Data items

>>>

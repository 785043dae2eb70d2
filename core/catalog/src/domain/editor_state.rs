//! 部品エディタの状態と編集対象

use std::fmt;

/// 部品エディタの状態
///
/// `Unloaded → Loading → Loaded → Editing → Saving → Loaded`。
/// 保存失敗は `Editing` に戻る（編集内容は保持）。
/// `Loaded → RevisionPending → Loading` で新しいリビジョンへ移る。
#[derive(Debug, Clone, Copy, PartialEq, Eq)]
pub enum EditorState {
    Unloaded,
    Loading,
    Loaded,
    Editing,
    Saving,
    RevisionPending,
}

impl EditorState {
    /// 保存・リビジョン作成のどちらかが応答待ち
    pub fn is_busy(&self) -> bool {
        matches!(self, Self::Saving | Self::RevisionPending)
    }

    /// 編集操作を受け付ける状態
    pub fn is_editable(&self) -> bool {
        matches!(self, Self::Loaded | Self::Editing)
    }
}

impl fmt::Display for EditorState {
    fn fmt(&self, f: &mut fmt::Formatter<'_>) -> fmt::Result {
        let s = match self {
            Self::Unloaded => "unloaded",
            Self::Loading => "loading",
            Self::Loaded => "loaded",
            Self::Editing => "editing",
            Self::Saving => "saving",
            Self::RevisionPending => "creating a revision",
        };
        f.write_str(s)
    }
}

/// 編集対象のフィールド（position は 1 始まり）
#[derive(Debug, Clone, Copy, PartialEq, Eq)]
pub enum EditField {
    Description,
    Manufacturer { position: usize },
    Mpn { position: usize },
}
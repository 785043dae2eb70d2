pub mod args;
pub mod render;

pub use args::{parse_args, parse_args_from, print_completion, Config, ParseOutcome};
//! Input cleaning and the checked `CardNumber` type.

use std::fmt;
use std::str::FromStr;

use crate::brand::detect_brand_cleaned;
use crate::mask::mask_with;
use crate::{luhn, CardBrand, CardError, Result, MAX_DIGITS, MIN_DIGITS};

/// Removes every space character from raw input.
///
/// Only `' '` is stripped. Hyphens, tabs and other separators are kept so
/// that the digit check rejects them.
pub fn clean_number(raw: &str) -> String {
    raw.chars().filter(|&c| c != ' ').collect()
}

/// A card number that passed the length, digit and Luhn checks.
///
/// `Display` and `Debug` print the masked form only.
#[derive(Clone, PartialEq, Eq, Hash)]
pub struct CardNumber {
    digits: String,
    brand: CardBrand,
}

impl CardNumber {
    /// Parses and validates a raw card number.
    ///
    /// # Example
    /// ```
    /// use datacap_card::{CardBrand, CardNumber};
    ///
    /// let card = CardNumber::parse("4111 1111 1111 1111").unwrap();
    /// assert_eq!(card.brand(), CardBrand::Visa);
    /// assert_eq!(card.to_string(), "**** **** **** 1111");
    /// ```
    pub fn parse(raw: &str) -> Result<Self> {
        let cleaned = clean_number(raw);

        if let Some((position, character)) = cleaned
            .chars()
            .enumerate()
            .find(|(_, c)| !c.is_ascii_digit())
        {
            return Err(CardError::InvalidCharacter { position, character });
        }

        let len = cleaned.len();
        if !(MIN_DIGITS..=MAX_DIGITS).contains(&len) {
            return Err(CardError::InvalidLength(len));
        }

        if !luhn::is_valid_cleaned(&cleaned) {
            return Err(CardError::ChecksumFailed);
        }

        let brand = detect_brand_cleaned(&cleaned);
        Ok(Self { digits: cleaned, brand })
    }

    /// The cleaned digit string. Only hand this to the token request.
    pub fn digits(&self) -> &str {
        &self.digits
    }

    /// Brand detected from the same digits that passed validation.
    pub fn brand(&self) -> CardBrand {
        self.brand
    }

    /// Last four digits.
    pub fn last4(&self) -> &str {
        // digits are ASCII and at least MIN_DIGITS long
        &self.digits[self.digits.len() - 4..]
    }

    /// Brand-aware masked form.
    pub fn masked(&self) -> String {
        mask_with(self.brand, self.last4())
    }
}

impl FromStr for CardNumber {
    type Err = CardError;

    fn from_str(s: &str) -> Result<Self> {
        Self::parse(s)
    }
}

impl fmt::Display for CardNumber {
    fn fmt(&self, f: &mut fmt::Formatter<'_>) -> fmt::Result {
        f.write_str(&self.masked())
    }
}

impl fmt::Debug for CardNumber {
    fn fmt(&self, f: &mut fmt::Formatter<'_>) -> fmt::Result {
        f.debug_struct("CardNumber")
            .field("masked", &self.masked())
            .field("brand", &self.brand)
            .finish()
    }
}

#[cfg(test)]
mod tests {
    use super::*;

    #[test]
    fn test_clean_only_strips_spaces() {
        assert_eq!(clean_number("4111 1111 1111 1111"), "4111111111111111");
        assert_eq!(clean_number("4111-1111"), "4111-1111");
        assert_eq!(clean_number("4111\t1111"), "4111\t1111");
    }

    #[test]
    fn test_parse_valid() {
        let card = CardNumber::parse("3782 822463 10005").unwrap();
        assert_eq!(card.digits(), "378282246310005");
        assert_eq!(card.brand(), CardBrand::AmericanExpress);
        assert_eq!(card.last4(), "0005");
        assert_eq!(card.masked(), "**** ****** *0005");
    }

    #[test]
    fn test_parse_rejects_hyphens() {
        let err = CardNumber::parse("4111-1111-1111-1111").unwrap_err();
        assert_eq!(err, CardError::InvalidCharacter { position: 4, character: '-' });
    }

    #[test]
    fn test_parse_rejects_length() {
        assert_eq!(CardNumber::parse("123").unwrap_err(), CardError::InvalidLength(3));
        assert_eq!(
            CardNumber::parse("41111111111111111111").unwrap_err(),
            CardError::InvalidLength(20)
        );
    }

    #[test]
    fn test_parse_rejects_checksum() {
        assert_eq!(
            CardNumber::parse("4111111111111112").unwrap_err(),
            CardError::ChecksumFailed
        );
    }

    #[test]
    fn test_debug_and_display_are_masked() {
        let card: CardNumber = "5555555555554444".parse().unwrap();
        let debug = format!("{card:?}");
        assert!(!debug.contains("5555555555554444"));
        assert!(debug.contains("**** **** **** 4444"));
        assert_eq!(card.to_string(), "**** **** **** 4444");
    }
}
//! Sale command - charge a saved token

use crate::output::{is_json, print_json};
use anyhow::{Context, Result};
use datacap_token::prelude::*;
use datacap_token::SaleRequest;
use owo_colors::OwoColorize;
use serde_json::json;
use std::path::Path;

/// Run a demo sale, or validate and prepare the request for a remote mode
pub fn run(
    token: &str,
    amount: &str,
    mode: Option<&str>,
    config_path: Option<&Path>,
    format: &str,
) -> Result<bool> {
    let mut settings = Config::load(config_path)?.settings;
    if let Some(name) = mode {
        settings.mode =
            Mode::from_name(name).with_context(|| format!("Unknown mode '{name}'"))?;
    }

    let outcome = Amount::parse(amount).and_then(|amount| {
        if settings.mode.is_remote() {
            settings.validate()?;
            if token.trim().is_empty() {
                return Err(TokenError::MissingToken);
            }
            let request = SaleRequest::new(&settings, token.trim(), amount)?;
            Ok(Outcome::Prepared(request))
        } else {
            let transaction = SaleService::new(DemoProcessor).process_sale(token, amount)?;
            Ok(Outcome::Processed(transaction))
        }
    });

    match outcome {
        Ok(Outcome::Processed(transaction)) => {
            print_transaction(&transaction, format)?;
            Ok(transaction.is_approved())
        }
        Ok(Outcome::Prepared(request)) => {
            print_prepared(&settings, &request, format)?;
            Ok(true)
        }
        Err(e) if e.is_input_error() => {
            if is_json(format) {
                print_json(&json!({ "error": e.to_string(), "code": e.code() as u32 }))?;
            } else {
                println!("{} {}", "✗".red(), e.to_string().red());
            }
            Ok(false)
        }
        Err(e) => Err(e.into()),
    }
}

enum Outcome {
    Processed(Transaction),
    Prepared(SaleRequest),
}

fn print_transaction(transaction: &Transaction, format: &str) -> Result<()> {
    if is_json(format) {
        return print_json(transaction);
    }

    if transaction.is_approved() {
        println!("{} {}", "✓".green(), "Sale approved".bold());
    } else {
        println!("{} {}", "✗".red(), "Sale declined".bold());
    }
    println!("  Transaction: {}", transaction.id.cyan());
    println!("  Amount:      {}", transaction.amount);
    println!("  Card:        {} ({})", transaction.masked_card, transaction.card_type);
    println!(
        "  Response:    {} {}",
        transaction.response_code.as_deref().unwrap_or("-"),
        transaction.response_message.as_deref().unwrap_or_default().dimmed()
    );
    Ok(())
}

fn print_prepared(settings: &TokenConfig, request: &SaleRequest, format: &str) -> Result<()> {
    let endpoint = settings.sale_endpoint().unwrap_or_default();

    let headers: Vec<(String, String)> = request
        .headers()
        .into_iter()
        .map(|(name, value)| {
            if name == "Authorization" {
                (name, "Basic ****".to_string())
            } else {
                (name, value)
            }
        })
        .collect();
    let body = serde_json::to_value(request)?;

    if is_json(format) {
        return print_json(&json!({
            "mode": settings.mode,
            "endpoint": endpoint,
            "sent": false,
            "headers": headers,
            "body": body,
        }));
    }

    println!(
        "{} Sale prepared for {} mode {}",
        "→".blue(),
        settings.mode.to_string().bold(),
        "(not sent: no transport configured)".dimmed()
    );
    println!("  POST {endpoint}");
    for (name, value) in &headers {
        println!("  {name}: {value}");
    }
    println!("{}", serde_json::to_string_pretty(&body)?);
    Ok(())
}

<<<

Task
Lines with the word "amount" in them should be copied from the preceding records.

Answer box
    amount: &str,
    let outcome = Amount::parse(amount).and_then(|amount| {
            let request = SaleRequest::new(&settings, token.trim(), amount)?;
            let transaction = SaleService::new(DemoProcessor).process_sale(token, amount)?;
    println!("  Amount:      {}", transaction.amount);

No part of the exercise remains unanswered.